When I was 17 there were a lot of things I didn’t know. I didn’t know how to burn in the sun or how to use euros; I had never swam in the ocean.

I was part of a big family and we were poor. Because my parents didn’t have a job, they couldn’t afford to take seven children on vacation.

So in the summer of 2008, when I heard everyone at school talking about a music festival in Spain, I jumped at the chance to go. I had “moved” earlier that year – that was the understatement I used often, rather than saying I had become homeless and estranged from my parents.

My life was full of revolving doors, going from one seedy hostel to another.
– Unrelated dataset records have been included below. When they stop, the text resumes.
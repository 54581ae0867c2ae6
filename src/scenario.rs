use anyhow::{anyhow, bail, Context, Result};
use rand::prelude::*;
use std::collections::BTreeMap;
use std::fs::{self, File};
use std::io::BufReader;
use std::str::FromStr;
use tracing::info;

use crate::common::Agent;

#[derive(Debug, Clone, PartialEq, Eq, PartialOrd, Ord, Hash)]
pub struct Route {
    pub start_x: usize,
    pub start_y: usize,
    pub goal_x: usize,
    pub goal_y: usize,
}

impl Route {
    fn to_agent(&self, id: usize) -> Agent {
        Agent {
            id,
            start: (self.start_x, self.start_y),
            goal: (self.goal_x, self.goal_y),
        }
    }
}

type Bucket = Vec<Route>;

/// A MovingAI `.scen` file. Routes keep their file order inside each bucket.
#[derive(Debug)]
pub struct Scenario {
    pub map: String,
    pub map_width: usize,
    pub map_height: usize,
    pub buckets: BTreeMap<usize, Bucket>,
}

impl FromStr for Scenario {
    type Err = anyhow::Error;

    fn from_str(content: &str) -> Result<Self> {
        let mut lines = content.lines().filter(|line| !line.trim().is_empty());

        // First line is "version x.x" which we can skip
        let _version = lines.next().ok_or_else(|| anyhow!("empty scenario"))?;

        let mut scenario = Scenario {
            map: String::new(),
            map_width: 0,
            map_height: 0,
            buckets: BTreeMap::new(),
        };

        for line in lines {
            let parts: Vec<&str> = line.split_whitespace().collect();
            if parts.len() < 8 {
                bail!(
                    "scenario line {line:?} has {} fields, expected at least 8",
                    parts.len()
                );
            }
            let field = |index: usize| -> Result<usize> {
                parts[index]
                    .parse()
                    .with_context(|| format!("invalid field {index} in scenario line {line:?}"))
            };

            let bucket_index = field(0)?;
            // Columns come before rows in the file.
            let route = Route {
                start_x: field(5)?,
                start_y: field(4)?,
                goal_x: field(7)?,
                goal_y: field(6)?,
            };

            if scenario.map.is_empty() {
                scenario.map = parts[1].to_string();
                scenario.map_width = field(2)?;
                scenario.map_height = field(3)?;
            }

            scenario
                .buckets
                .entry(bucket_index)
                .or_default()
                .push(route);
        }

        Ok(scenario)
    }
}

impl Scenario {
    pub fn load_from_scen(path: &str) -> Result<Scenario> {
        let content = fs::read_to_string(path)
            .with_context(|| format!("failed to read scenario file {path}"))?;
        content
            .parse()
            .with_context(|| format!("failed to parse scenario file {path}"))
    }

    pub fn num_routes(&self) -> usize {
        self.buckets.values().map(Vec::len).sum()
    }

    /// `num_agents` distinct routes picked at random.
    pub fn generate_agents<R: Rng + ?Sized>(
        &self,
        num_agents: usize,
        rng: &mut R,
    ) -> Result<Vec<Agent>> {
        let mut available_routes: Vec<&Route> = self.buckets.values().flatten().collect();
        available_routes.sort();
        available_routes.dedup();

        if available_routes.len() < num_agents {
            bail!(
                "Not enough unique routes for {num_agents} agents, only {} available",
                available_routes.len()
            );
        }

        available_routes.shuffle(rng);
        let agents: Vec<Agent> = available_routes
            .into_iter()
            .take(num_agents)
            .enumerate()
            .map(|(id, route)| route.to_agent(id))
            .collect();

        info!("Generate scen: {agents:?}");
        Ok(agents)
    }

    /// The first `num_agents` routes in file order.
    pub fn first_agents(&self, num_agents: usize) -> Result<Vec<Agent>> {
        if self.num_routes() < num_agents {
            bail!(
                "Scenario has {} routes, {num_agents} agents requested",
                self.num_routes()
            );
        }

        Ok(self
            .buckets
            .values()
            .flatten()
            .take(num_agents)
            .enumerate()
            .map(|(id, route)| route.to_agent(id))
            .collect())
    }

    /// Agents listed in YAML, ids numbered from zero in list order.
    pub fn load_agents_from_yaml(path: &str) -> Result<Vec<Agent>> {
        let file = File::open(path).with_context(|| format!("failed to open agent file {path}"))?;
        let agents: Vec<Agent> = serde_yaml::from_reader(BufReader::new(file))
            .with_context(|| format!("failed to parse agent file {path}"))?;

        if let Some((index, agent)) = agents
            .iter()
            .enumerate()
            .find(|(index, agent)| agent.id != *index)
        {
            bail!("agent at position {index} has id {}", agent.id);
        }
        Ok(agents)
    }
}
Rather than enjoying my teenage years, I had to be my own parent: I had to pay rent (yes, even in homeless shelters), cook my own meals, and attend my own parents’ parties.

Now I could harness all that independence and turn it into my superpower: a vacation I could spend without supervision, without parents berating me for wearing dresses that were too short, lecturing me about the value of money, or warning me about it. the possibility of getting pregnant just by being around boys.

I bought my ticket and spent the next few weeks getting ready, which in teenage lore meant doing incredibly mean things to my body. I was lying in compromising positions while a woman tore out my pubic hair; I shaved my stomach; I skipped meals and ate only fruit, worrying about what I would look like in a bikini next to the flat-bellied girls at school.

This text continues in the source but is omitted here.